To our surprise, we found we do, in fact, have options here in Virginia. Yes, agencies do have the right to discriminate but both the JFS and Coordinators 2 are LGBT friendly. Since Virginia doesn’t recognize our marriage (hopefully to be changing soon!!) we can only do single parent adoption. But I will be able to file for joint custody (affording me about 75% parental rights) after the adoption goes through. And if we move to a state that recognizes our marriage (we someday think we might move to Philadelphia, where Robyn is from and still has family and friends) or if Virginia gets on board with marriage equality, then I will be able to do second parent adoption. We felt so much more confident after this meeting, realizing that adoption was going to be a viable route for us. We were also slightly kicking ourselves for putting Robyn through the IVF process before doing our research on adoption. We assumed the worst about Virginia and never looked into it. For those in the Richmond area interested in more info on the adoption process, The Gay Community Center of Richmond and JFS are excellent resources. My understanding is that they plan on doing more of these adoption workshops in the future.

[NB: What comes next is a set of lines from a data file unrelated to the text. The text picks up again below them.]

//! Workspace profile and credential resolution

use dialoguer::Password;
use log::debug;
use serde::Deserialize;
use std::fs;
use std::path::PathBuf;

use crate::config::profile as profile_config;
use crate::error::{Result, SatError};

/// Cloud flavor a workspace URL belongs to
#[derive(Debug, Clone, Copy, PartialEq, Eq)]
pub enum CloudType {
    Azure,
    Aws,
    Gcp,
    Other,
}

impl CloudType {
    /// Derive the cloud type from a workspace URL substring match
    pub fn from_url(url: &str) -> Self {
        // Overlapping matches resolve gcp > aws > azure
        if url.contains("gcp.databricks") {
            CloudType::Gcp
        } else if url.contains("cloud.databricks") {
            CloudType::Aws
        } else if url.contains("azuredatabricks.net") {
            CloudType::Azure
        } else {
            CloudType::Other
        }
    }

    pub fn as_str(&self) -> &'static str {
        match self {
            CloudType::Azure => "azure",
            CloudType::Aws => "aws",
            CloudType::Gcp => "gcp",
            CloudType::Other => "",
        }
    }
}

impl std::fmt::Display for CloudType {
    fn fmt(&self, f: &mut std::fmt::Formatter<'_>) -> std::fmt::Result {
        write!(f, "{}", self.as_str())
    }
}

/// Connection settings for one workspace
///
/// Immutable once resolved; the auth header and base URL are recomputed from
/// this profile before every request.
#[derive(Deserialize, Debug, Clone, Default)]
#[serde(default)]
pub struct SatProfile {
    /// Workspace URL, e.g. <https://myshard.cloud.databricks.com>
    pub url: String,
    /// Databricks account id (accounts API)
    pub account_id: String,
    /// Workspace id within the account
    pub workspace_id: String,
    /// Default cluster for remote command execution
    pub cluster_id: String,
    /// Bearer token for workspace API calls
    pub token: String,
    /// Use account-level basic auth for workspace calls too
    pub use_master_creds: bool,
    /// Account-level username
    pub master_name: String,
    /// Account-level password
    pub master_password: String,
}

impl SatProfile {
    pub fn cloud_type(&self) -> CloudType {
        CloudType::from_url(&self.url)
    }
}

/// Values taken from CLI flags (or their env fallbacks) that override the
/// profile file
#[derive(Debug, Clone, Default)]
pub struct ProfileOverrides {
    pub profile_path: Option<PathBuf>,
    pub url: Option<String>,
    pub account_id: Option<String>,
    pub cluster_id: Option<String>,
    pub token: Option<String>,
    pub use_master_creds: bool,
    pub master_name: Option<String>,
    pub master_password: Option<String>,
}

/// Profile resolution with fallback logic
pub struct ProfileResolver;

impl ProfileResolver {
    /// Resolve the profile from multiple sources:
    /// 1. Profile file (explicit `--profile` path, or the default location if present)
    /// 2. CLI flags / environment variables override individual fields
    ///
    /// With `prompt` set, a missing master password is read interactively.
    pub fn resolve(overrides: ProfileOverrides, prompt: bool) -> Result<SatProfile> {
        let mut profile = match &overrides.profile_path {
            Some(path) => {
                debug!("Loading profile from: {}", path.display());
                Self::load_file(path)?
            }
            None => match Self::default_path() {
                Some(path) if path.is_file() => {
                    debug!("Loading profile from default location: {}", path.display());
                    Self::load_file(&path)?
                }
                _ => SatProfile::default(),
            },
        };

        if let Some(url) = overrides.url {
            profile.url = url;
        }
        if let Some(account_id) = overrides.account_id {
            profile.account_id = account_id;
        }
        if let Some(cluster_id) = overrides.cluster_id {
            profile.cluster_id = cluster_id;
        }
        if let Some(token) = overrides.token {
            profile.token = token;
        }
        if overrides.use_master_creds {
            profile.use_master_creds = true;
        }
        if let Some(master_name) = overrides.master_name {
            profile.master_name = master_name;
        }
        if let Some(master_password) = overrides.master_password {
            profile.master_password = master_password;
        }

        // Input values may come from files or copy-paste
        profile.url = profile.url.trim().to_string();
        profile.account_id = profile.account_id.trim().to_string();
        profile.workspace_id = profile.workspace_id.trim().to_string();
        profile.cluster_id = profile.cluster_id.trim().to_string();
        profile.token = profile.token.trim().to_string();
        profile.master_name = profile.master_name.trim().to_string();

        Self::validate(&mut profile, prompt)?;
        Ok(profile)
    }

    fn load_file(path: &std::path::Path) -> Result<SatProfile> {
        let content = fs::read_to_string(path).map_err(|e| {
            SatError::Credentials(format!(
                "Could not read profile file {}: {}",
                path.display(),
                e
            ))
        })?;
        serde_json::from_str(&content).map_err(|e| {
            SatError::Credentials(format!(
                "Could not parse profile file {}: {}",
                path.display(),
                e
            ))
        })
    }

    fn validate(profile: &mut SatProfile, prompt: bool) -> Result<()> {
        if profile.url.is_empty() {
            return Err(SatError::Credentials(Self::missing_message(
                "workspace URL",
                "--url",
                profile_config::URL_ENV_VAR,
            )));
        }

        if profile.use_master_creds {
            if profile.master_name.is_empty() {
                return Err(SatError::Credentials(Self::missing_message(
                    "account username",
                    "--master-user",
                    profile_config::MASTER_USER_ENV_VAR,
                )));
            }
            if profile.master_password.is_empty() {
                if prompt {
                    profile.master_password = Password::new()
                        .with_prompt(format!("Password for {}", profile.master_name))
                        .interact()
                        .map_err(|e| {
                            SatError::Credentials(format!("Could not read password: {}", e))
                        })?;
                } else {
                    return Err(SatError::Credentials(Self::missing_message(
                        "account password",
                        "--master-password",
                        profile_config::MASTER_PASSWORD_ENV_VAR,
                    )));
                }
            }
        } else if profile.token.is_empty() {
            return Err(SatError::Credentials(Self::missing_message(
                "API token",
                "--token",
                profile_config::TOKEN_ENV_VAR,
            )));
        }

        Ok(())
    }

    /// Generate a helpful error message when a required value is not found
    fn missing_message(what: &str, flag: &str, env_var: &str) -> String {
        let file_info = Self::default_path()
            .map(|p| format!("\n  3. Profile file:     {}", p.display()))
            .unwrap_or_default();
        format!(
            "No {} found. Please provide one using:\n\
             \n\
             1. CLI argument:      dbxsat {} <VALUE>\n\
             2. Environment var:   export {}=<VALUE>{}",
            what, flag, env_var, file_info
        )
    }

    /// Default profile file location under the user config directory
    fn default_path() -> Option<PathBuf> {
        dirs::config_dir().map(|p| p.join(profile_config::FILE_NAME))
    }
}
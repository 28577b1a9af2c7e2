//! Remote command execution
//!
//! Commands run inside an execution context bound to one cluster. The
//! lifecycle is Created -> Queued -> Running -> terminal, observed through
//! the status endpoint.

mod api;
mod commands;
mod models;

pub use commands::{run_exec_command, ExecOutcome};
pub use models::{CommandState, PollPolicy};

Robyn and I are not completely done with the fertility route. Honestly, if it were up to me, we would go ahead and close that door. But I understand and fully respect Robyn’s point of view. We have three frozen embryos that, to quote Robyn, she “put [her] body through hell for.” So we are going to do a frozen embryo transfer this fall. I’m not trying to be negative but I don’t have a ton of confidence in this. I also am not thrilled about going through the emotional upheaval of another miscarriage. But Robyn and I have a very solid and loving relationship. I know we can weather anything that comes our way. And even if we are successful we will still proceed with adoption, as we have always wanted to have at least two if not three children.